Why try to strangle and suppress what cannot be destroyed? Why struggle when there is no other choice than allowing yourselves to be raised on the crest of the spiritual wave to the very heavens, beyond the stars and the universes, or to be engulfed in the yawning abyss of an ocean of matter? Vain are your efforts to sound the unfathomable, to reach the ultimate of this wonderful matter so glorified in our century; for its roots grow in the spirit and in the Absolute; they do not exist, though they are eternally. This constant contact with flesh, blood and bones, the illusion of differentiated matter, does nothing but blind you; and the more you penetrate into the region of the impalpable atoms of chemistry, the more you will be convinced that they exist only in your imagination. Do you truly expect to find therein every Truth and every reality of existence? For Death is at everyone's door, waiting to close it behind a beloved soul that escapes from its prison, upon the soul which alone has made the body a reality; how can eternal love associate itself with the molecules of matter which change and disappear? ...

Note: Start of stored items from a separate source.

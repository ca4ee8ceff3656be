//! Relay endpoints against stub provider and order APIs.
//!
//! The real relay router runs on an ephemeral port, pointed at stub servers
//! standing in for the payment provider and the order API. Requests travel
//! over actual sockets via reqwest.

use std::net::IpAddr;
use std::sync::{Arc, Mutex};

use axum::{
    Json, Router,
    extract::{Path, State},
    http::StatusCode,
    routing::{get, post},
};
use secrecy::SecretString;
use serde_json::{Value, json};
use url::Url;

use lapacho_relay::config::RelayConfig;
use lapacho_relay::routes;
use lapacho_relay::state::AppState;
use lapacho_integration_tests::spawn_server;

// ============================================================================
// Stub provider and order API
// ============================================================================

#[derive(Default)]
struct StubBackends {
    /// Bodies of POST /checkout/preferences requests.
    preference_requests: Mutex<Vec<Value>>,
    /// Payments served by GET /v1/payments/{id}, keyed by id.
    payments: Mutex<Vec<(i64, Value)>>,
    /// Bodies of POST /payments/confirm requests.
    confirmations: Mutex<Vec<Value>>,
    /// When set, preference creation answers only a sandbox URL.
    sandbox_only: Mutex<bool>,
    /// When set, preference creation fails with a 500.
    fail_preferences: Mutex<bool>,
}

impl StubBackends {
    fn add_payment(&self, id: i64, payment: Value) {
        self.payments.lock().unwrap().push((id, payment));
    }
}

async fn stub_create_preference(
    State(stub): State<Arc<StubBackends>>,
    Json(body): Json<Value>,
) -> (StatusCode, Json<Value>) {
    if *stub.fail_preferences.lock().unwrap() {
        return (
            StatusCode::INTERNAL_SERVER_ERROR,
            Json(json!({"message": "provider down"})),
        );
    }
    stub.preference_requests.lock().unwrap().push(body);

    let sandbox_only = *stub.sandbox_only.lock().unwrap();
    let response = if sandbox_only {
        json!({
            "id": "pref-sandbox",
            "sandbox_init_point": "https://sandbox.pay.test/p/pref-sandbox"
        })
    } else {
        json!({
            "id": "pref-live",
            "init_point": "https://pay.test/p/pref-live",
            "sandbox_init_point": "https://sandbox.pay.test/p/pref-live"
        })
    };
    (StatusCode::CREATED, Json(response))
}

async fn stub_get_payment(
    State(stub): State<Arc<StubBackends>>,
    Path(id): Path<i64>,
) -> (StatusCode, Json<Value>) {
    let payments = stub.payments.lock().unwrap();
    payments.iter().find(|(pid, _)| *pid == id).map_or_else(
        || (StatusCode::NOT_FOUND, Json(json!({"message": "not found"}))),
        |(_, payment)| (StatusCode::OK, Json(payment.clone())),
    )
}

async fn stub_confirm(
    State(stub): State<Arc<StubBackends>>,
    Json(body): Json<Value>,
) -> StatusCode {
    stub.confirmations.lock().unwrap().push(body);
    StatusCode::OK
}

fn backend_router(stub: Arc<StubBackends>) -> Router {
    Router::new()
        .route("/checkout/preferences", post(stub_create_preference))
        .route("/v1/payments/{id}", get(stub_get_payment))
        .route("/payments/confirm", post(stub_confirm))
        .with_state(stub)
}

// ============================================================================
// Harness
// ============================================================================

struct Harness {
    stub: Arc<StubBackends>,
    relay_url: String,
    client: reqwest::Client,
}

async fn harness() -> Harness {
    let stub = Arc::new(StubBackends::default());
    // One stub server plays both the provider and the order API; the relay
    // only sees two base URLs.
    let backend_url = spawn_server(backend_router(Arc::clone(&stub))).await;

    let config = RelayConfig {
        host: IpAddr::from([127, 0, 0, 1]),
        port: 0,
        provider_base_url: Url::parse(&format!("{backend_url}/")).unwrap(),
        provider_token: SecretString::from("APP_USR-test-1234"),
        order_api_base_url: Url::parse(&format!("{backend_url}/")).unwrap(),
        order_api_token: SecretString::from("service-token-1234"),
        public_base_url: None,
        sentry_dsn: None,
        sentry_environment: None,
    };
    let relay_url = spawn_server(routes::router(AppState::new(config))).await;

    Harness {
        stub,
        relay_url,
        client: reqwest::Client::new(),
    }
}

fn session_request() -> Value {
    json!({
        "orderId": 42,
        "items": [
            {"title": "Ambo clásico", "quantity": 2, "unitPrice": "2500"},
            {"title": "Envío", "quantity": 1, "unitPrice": "2000"}
        ],
        "payer": {
            "name": "Ana", "surname": "Gómez",
            "email": "ana@example.com", "phone": "362-400-0000"
        },
        "returnUrl": "https://shop.test/checkout/result"
    })
}

// ============================================================================
// Checkout session tests
// ============================================================================

#[tokio::test]
async fn checkout_session_returns_the_provider_redirect() {
    let h = harness().await;

    let response = h
        .client
        .post(format!("{}/payments/checkout-session", h.relay_url))
        .json(&session_request())
        .send()
        .await
        .unwrap();
    assert_eq!(response.status(), 200);

    let body: Value = response.json().await.unwrap();
    assert_eq!(body["preferenceId"], "pref-live");
    assert_eq!(body["redirectUrl"], "https://pay.test/p/pref-live");

    // The provider saw the order id as external reference and the return
    // URL on every back URL.
    let requests = h.stub.preference_requests.lock().unwrap();
    assert_eq!(requests.len(), 1);
    assert_eq!(requests[0]["external_reference"], "42");
    assert_eq!(requests[0]["auto_return"], "approved");
    assert_eq!(
        requests[0]["back_urls"]["success"],
        "https://shop.test/checkout/result"
    );
    assert_eq!(requests[0]["items"][0]["unit_price"], 2500.0);
    assert_eq!(requests[0]["items"][0]["currency_id"], "ARS");
}

#[tokio::test]
async fn checkout_session_falls_back_to_the_sandbox_url() {
    let h = harness().await;
    *h.stub.sandbox_only.lock().unwrap() = true;

    let body: Value = h
        .client
        .post(format!("{}/payments/checkout-session", h.relay_url))
        .json(&session_request())
        .send()
        .await
        .unwrap()
        .json()
        .await
        .unwrap();
    assert_eq!(body["redirectUrl"], "https://sandbox.pay.test/p/pref-sandbox");
}

#[tokio::test]
async fn checkout_session_with_no_items_is_a_bad_request() {
    let h = harness().await;
    let mut request = session_request();
    request["items"] = json!([]);

    let response = h
        .client
        .post(format!("{}/payments/checkout-session", h.relay_url))
        .json(&request)
        .send()
        .await
        .unwrap();
    assert_eq!(response.status(), 400);
    assert!(h.stub.preference_requests.lock().unwrap().is_empty());
}

#[tokio::test]
async fn provider_failure_is_a_bad_gateway_without_detail() {
    let h = harness().await;
    *h.stub.fail_preferences.lock().unwrap() = true;

    let response = h
        .client
        .post(format!("{}/payments/checkout-session", h.relay_url))
        .json(&session_request())
        .send()
        .await
        .unwrap();
    assert_eq!(response.status(), 502);
    let body = response.text().await.unwrap();
    assert!(!body.contains("provider down"), "upstream detail must not leak");
}

// ============================================================================
// Webhook tests
// ============================================================================

#[tokio::test]
async fn webhook_query_form_confirms_an_approved_payment() {
    let h = harness().await;
    h.stub.add_payment(
        314,
        json!({
            "id": 314,
            "status": "approved",
            "transaction_amount": 7000.0,
            "external_reference": "42"
        }),
    );

    let response = h
        .client
        .post(format!(
            "{}/payments/webhook?topic=payment&id=314",
            h.relay_url
        ))
        .send()
        .await
        .unwrap();
    assert_eq!(response.status(), 200);

    let confirmations = h.stub.confirmations.lock().unwrap();
    assert_eq!(confirmations.len(), 1);
    assert_eq!(confirmations[0]["orderId"], 42);
    assert_eq!(confirmations[0]["paymentId"], 314);
    assert_eq!(confirmations[0]["status"], "paid");
    assert_eq!(confirmations[0]["amount"], "7000");
}

#[tokio::test]
async fn webhook_body_form_parses_the_payment_id() {
    let h = harness().await;
    h.stub.add_payment(
        315,
        json!({"id": 315, "status": "approved", "external_reference": "43"}),
    );

    let response = h
        .client
        .post(format!("{}/payments/webhook", h.relay_url))
        .json(&json!({"action": "payment.updated", "data": {"id": "315"}}))
        .send()
        .await
        .unwrap();
    assert_eq!(response.status(), 200);

    let confirmations = h.stub.confirmations.lock().unwrap();
    assert_eq!(confirmations.len(), 1);
    assert_eq!(confirmations[0]["orderId"], 43);
    assert!(confirmations[0].get("amount").is_none());
}

#[tokio::test]
async fn webhook_does_not_confirm_non_approved_payments() {
    let h = harness().await;
    h.stub.add_payment(
        316,
        json!({"id": 316, "status": "rejected", "external_reference": "44"}),
    );

    // The client reconciles failures itself on redirect; only approved
    // results travel server-to-server.
    let response = h
        .client
        .post(format!(
            "{}/payments/webhook?topic=payment&id=316",
            h.relay_url
        ))
        .send()
        .await
        .unwrap();
    assert_eq!(response.status(), 200);
    assert!(h.stub.confirmations.lock().unwrap().is_empty());
}

#[tokio::test]
async fn webhook_ignores_non_payment_topics() {
    let h = harness().await;

    let response = h
        .client
        .post(format!(
            "{}/payments/webhook?topic=merchant_order&id=99",
            h.relay_url
        ))
        .send()
        .await
        .unwrap();
    assert_eq!(response.status(), 200);
    assert!(h.stub.confirmations.lock().unwrap().is_empty());
}

#[tokio::test]
async fn webhook_acknowledges_payments_without_an_order_reference() {
    let h = harness().await;
    h.stub
        .add_payment(316, json!({"id": 316, "status": "approved"}));

    let response = h
        .client
        .post(format!(
            "{}/payments/webhook?topic=payment&id=316",
            h.relay_url
        ))
        .send()
        .await
        .unwrap();
    assert_eq!(response.status(), 200);
    assert!(h.stub.confirmations.lock().unwrap().is_empty());
}

#[tokio::test]
async fn webhook_acknowledges_unknown_payments() {
    let h = harness().await;

    // No payment registered: the provider lookup 404s, the webhook still
    // answers 200 so the provider stops retrying.
    let response = h
        .client
        .post(format!(
            "{}/payments/webhook?topic=payment&id=999",
            h.relay_url
        ))
        .send()
        .await
        .unwrap();
    assert_eq!(response.status(), 200);
}

#[tokio::test]
async fn health_endpoint_answers_ok() {
    let h = harness().await;
    let response = h
        .client
        .get(format!("{}/health", h.relay_url))
        .send()
        .await
        .unwrap();
    assert_eq!(response.status(), 200);
    assert_eq!(response.text().await.unwrap(), "ok");
}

But you, friends and readers, you who aspire to something more than the life of the squirrel everlastingly turning the same wheel; you who are not content with the seething of the caldron whose turmoil results in nothing; you who do not mistake the deaf echoes, as old as the world, for the divine voice of truth; prepare yourselves for a future of which but few in your midst have dared to dream, unless they have already entered upon the path. For you have chosen a path that, although thorny at the start, soon widens out and leads you to the divine truth. You are free to doubt while still at the beginning of the way, you are free to decline to accept on hearsay what is taught respecting the source and the cause of that truth, but you are always able to hear what its voice is telling you, and you can always study the effects of the creative force coming from the depths of the unknown. The arid soil upon which the present generation of men is moving, at the close of this age of spiritual dearth and of purely material surfeit, has need of a divine omen above its horizon, a rainbow, as symbol of hope. For of all the past centuries our nineteenth has been the most criminal. It is criminal in its frightful selfishness, in its skepticism which grimaces at the very idea of anything beyond the material; in its idiotic indifference to all that does not pertain to the personal self, more than any of the previous centuries of ignorant barbarism and intellectual darkness. Our century must be saved from  itself before its last hour strikes. For all those, who see the sterility and folly of an existence blinded by materialism and ferociously indifferent to the fate of the neighbour, this is the moment to act: now is the time for them to devote all their energies, all their courage and all their efforts to a great intellectual reform. This reform can only be accomplished by Theosophy, and, let us add, by Occultism or the wisdom of the Orient. The paths that lead to it are many; but the wisdom is one. Artistic souls envision it, those who suffer dream of it, the pure in heart know it. Those who work for others cannot remain blinded to its realm, though they may not always recognize it by its name. Only light and empty minds, egotistical and vain drones, confused by their own buzzing, will remain ignorant of the supreme ideal. They will continue to exist until life becomes a grievous burden to them.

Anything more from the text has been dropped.